La historia se concentra en las horas previas al inicio de la matanza, en la peripecia de Aida, una maestra que trabaja como traductora para las tropas neerlandeses de la ONU. Aparte de su trabajo, intenta influir en los mandos militares para que se proteja a una población que huye despavorida de los serbios; y de paso conseguir salvar a su marido y a sus dos hijos de una muerte más que probable. Aida intenta desesperadamente obtener privilegios, en las mismas narices de sus compatriotas, lograr que se les incluya entre el personal bajo protección de la ONU; pero además de todo eso, debe ser testigo directo de la hostilidad y la violencia de antiguos alumnos (los conoce por su nombre y apellidos) que forman parte del ejército serbio. Experimenta en primera persona ese incomprensible odio que de pronto surge entre vecinos de toda la vida, comprobando cómo la guerra se lleva por delante sus años de labor educativa. No hay subtramas secundarias para diversificar las situaciones dramáticas, ni escenas que se demoren en el abuso de poder ejercido sobre inocentes desarmados; todo lo llena un relato directo, sin digresiones ni diálogos literarios (los mismos que se suelen usar para colar un balance histórico realizado desde el presente). Pero lo más increíble de la películas es que Žbanić ni siquiera carga las tintas en la inacción de los neerlandeses (a los que, sorprendentemente, no presenta como insensibles, inexpertos e ingenuos, sino ridículamente autoconvencidos de su capacidad para poner orden con sus buenas intenciones y declaraciones); le basta con dejar constancia de su cobardía.

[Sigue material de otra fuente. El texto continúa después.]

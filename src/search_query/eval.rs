use super::lexer::Token;

/// Evaluate a postfix token sequence against lowercased searchable text.
///
/// Fails open: an empty sequence or an operand stack underflow yields `true`.
pub fn eval(postfix: &[Token], text: &str) -> bool {
    let mut stack: Vec<bool> = Vec::with_capacity(postfix.len());

    for tok in postfix {
        match tok {
            Token::Term(term) => stack.push(term.is_empty() || text.contains(term.as_str())),
            Token::Not => match stack.pop() {
                Some(a) => stack.push(!a),
                None => return true,
            },
            Token::And | Token::Or => {
                let (Some(b), Some(a)) = (stack.pop(), stack.pop()) else {
                    return true;
                };
                stack.push(if *tok == Token::And { a && b } else { a || b });
            }
            // parens never reach postfix output
            Token::LParen | Token::RParen => {}
        }
    }

    stack.last().copied().unwrap_or(true)
}
//! Fills a database with a small competition to click around in.

use anyhow::{Context, Result, bail};
use argon2::Argon2;
use argon2::PasswordHasher;
use argon2::password_hash::SaltString;
use argon2::password_hash::rand_core::OsRng;
use chrono::Utc;
use clap::Parser;
use diesel::prelude::*;
use diesel::{Connection, RunQueryDsl};
use diesel_migrations::MigrationHarness;
use diveboard::MIGRATIONS;
use diveboard::competitions::dives::{fina, sheet};
use diveboard::competitions::run_order::draw_positions;
use diveboard::competitions::scores::upsert_score;
use diveboard::permission::Role;
use diveboard::schema::{
    competitions, competitors, dive_entries, events, run_orders, users,
};
use rand::SeedableRng;
use rand::seq::IteratorRandom;
use rand::{Rng, rngs::StdRng};
use uuid::Uuid;

const BOARD_HEIGHT: &str = "3m";
const NUM_JUDGES: i64 = 5;
const NUM_DIVES: i64 = 6;

const DIVERS: [(&str, &str, &str); 3] = [
    ("Ada", "Lovelace", "Harbour Divers"),
    ("Grace", "Hopper", "Northside DC"),
    ("Mary", "Somerville", "Harbour Divers"),
];

#[derive(Parser)]
struct Seed {
    #[clap(long, env = "DATABASE_URL")]
    database_url: String,
    /// Seed for the random dive sheets and run order.
    #[clap(long, default_value_t = 2025)]
    seed: u64,
    /// Fill in judges' scores for this many rounds.
    #[clap(long, default_value_t = 0)]
    scored_rounds: i64,
}

fn main() -> Result<()> {
    let args = Seed::parse();
    if args.scored_rounds > NUM_DIVES {
        bail!("there are only {NUM_DIVES} rounds");
    }

    let mut conn = diesel::SqliteConnection::establish(&args.database_url)
        .with_context(|| format!("could not open {}", args.database_url))?;

    conn.run_pending_migrations(MIGRATIONS)
        .map_err(|e| anyhow::anyhow!("migrations failed: {e}"))?;

    let mut rng = StdRng::seed_from_u64(args.seed);

    conn.transaction::<_, anyhow::Error, _>(|conn| {
        ensure_admin(conn)?;
        let event_id = create_event(conn)?;
        let competitor_ids = create_competitors(&event_id, &mut rng, conn)?;
        create_run_order(&event_id, competitor_ids.clone(), &mut rng, conn)?;
        fill_scores(&competitor_ids, args.scored_rounds, &mut rng, conn)?;

        println!("seeded event {event_id}");
        Ok(())
    })
}

fn ensure_admin(conn: &mut SqliteConnection) -> Result<()> {
    let exists = users::table
        .filter(users::username.eq("admin"))
        .count()
        .get_result::<i64>(conn)?
        > 0;

    if exists {
        println!("user `admin` already exists, leaving it alone");
        return Ok(());
    }

    let salt = SaltString::generate(&mut OsRng);
    let password_hash = Argon2::default()
        .hash_password("password".as_bytes(), &salt)
        .map_err(|e| anyhow::anyhow!("could not hash password: {e}"))?
        .to_string();

    diesel::insert_into(users::table)
        .values((
            users::id.eq(Uuid::now_v7().to_string()),
            users::email.eq("admin@example.com"),
            users::username.eq("admin"),
            users::password_hash.eq(password_hash),
            users::role.eq(Role::Admin.as_str()),
            users::created_at.eq(Utc::now().naive_utc()),
        ))
        .execute(conn)?;

    println!("created user `admin` with password `password`");
    Ok(())
}

fn create_event(conn: &mut SqliteConnection) -> Result<String> {
    let now = Utc::now().naive_utc();
    let competition_id = Uuid::now_v7().to_string();
    let event_id = Uuid::now_v7().to_string();

    diesel::insert_into(competitions::table)
        .values((
            competitions::id.eq(&competition_id),
            competitions::name.eq("Spring Invitational"),
            competitions::date.eq(now.format("%Y-%m-%d").to_string()),
            competitions::location.eq("City Aquatic Centre"),
            competitions::num_judges.eq(NUM_JUDGES),
            competitions::created_at.eq(now),
        ))
        .execute(conn)?;

    diesel::insert_into(events::table)
        .values((
            events::id.eq(&event_id),
            events::competition_id.eq(&competition_id),
            events::name.eq("Women's 3m Springboard"),
            events::num_dives.eq(NUM_DIVES),
            events::created_at.eq(now),
            events::updated_at.eq(now),
        ))
        .execute(conn)?;

    Ok(event_id)
}

fn create_competitors(
    event_id: &str,
    rng: &mut StdRng,
    conn: &mut SqliteConnection,
) -> Result<Vec<String>> {
    let available = fina::dives_from(BOARD_HEIGHT);
    let mut ids = vec![];

    for (first_name, last_name, club) in DIVERS {
        let competitor_id = Uuid::now_v7().to_string();
        let now = Utc::now().naive_utc();

        diesel::insert_into(competitors::table)
            .values((
                competitors::id.eq(&competitor_id),
                competitors::event_id.eq(event_id),
                competitors::first_name.eq(first_name),
                competitors::last_name.eq(last_name),
                competitors::club.eq(club),
                competitors::age_group.eq("Open"),
                competitors::created_at.eq(now),
            ))
            .execute(conn)?;

        let sheet = available
            .iter()
            .choose_multiple(rng, NUM_DIVES as usize);

        for (dive_number, (code, info)) in (1..).zip(sheet) {
            diesel::insert_into(dive_entries::table)
                .values((
                    dive_entries::id.eq(Uuid::now_v7().to_string()),
                    dive_entries::competitor_id.eq(&competitor_id),
                    dive_entries::dive_number.eq(dive_number),
                    dive_entries::fina_code.eq(*code),
                    dive_entries::board_height.eq(BOARD_HEIGHT),
                    dive_entries::difficulty.eq(info.difficulty),
                    dive_entries::description.eq(info.description),
                    dive_entries::created_at.eq(now),
                ))
                .execute(conn)?;
        }

        sheet::set_status(&competitor_id, sheet::SheetStatus::Submitted, conn)
            .map_err(|_| anyhow::anyhow!("could not submit dive sheet"))?;

        ids.push(competitor_id);
    }

    Ok(ids)
}

fn create_run_order(
    event_id: &str,
    competitor_ids: Vec<String>,
    rng: &mut StdRng,
    conn: &mut SqliteConnection,
) -> Result<()> {
    for (competitor_id, run_position) in draw_positions(competitor_ids, rng) {
        diesel::insert_into(run_orders::table)
            .values((
                run_orders::id.eq(Uuid::now_v7().to_string()),
                run_orders::event_id.eq(event_id),
                run_orders::competitor_id.eq(competitor_id),
                run_orders::run_position.eq(run_position),
            ))
            .execute(conn)?;
    }
    Ok(())
}

fn fill_scores(
    competitor_ids: &[String],
    rounds: i64,
    rng: &mut StdRng,
    conn: &mut SqliteConnection,
) -> Result<()> {
    for competitor_id in competitor_ids {
        let entry_ids = dive_entries::table
            .filter(dive_entries::competitor_id.eq(competitor_id))
            .filter(dive_entries::dive_number.le(rounds))
            .select(dive_entries::id)
            .load::<String>(conn)?;

        for entry_id in entry_ids {
            for judge_number in 1..=NUM_JUDGES {
                // 5.0 to 9.5 in half points
                let value = rng.random_range(10..=19) as f64 * 0.5;
                upsert_score(&entry_id, judge_number, value, conn)
                    .map_err(|_| anyhow::anyhow!("could not store a score"))?;
            }
        }
    }
    Ok(())
}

Quo vadis, Aida? es la crónica dura y urgente de una tragedia que muchos se negaron a ver, un filme en las antípodas de ese cine compasivo y espectacular de los estadounidenses, el testimonio de una persona que conoce perfectamente de lo que habla, porque le ha tocado vivir con ello y con sus secuelas. Por estas y muchas otras razones, el filme debería haberse llevado el Oscar al mejor filme internacional, en lugar de la floja Otra ronda (2020); pero claro, a la mala conciencia occidental le sigue costando, no ya airear errores y responsabilidades, sino ficcionar dramas que ha contribuido a agravar. Le ha llevado unos cuantos años y películas, pero al menos Žbanić no ha escurrido el bulto.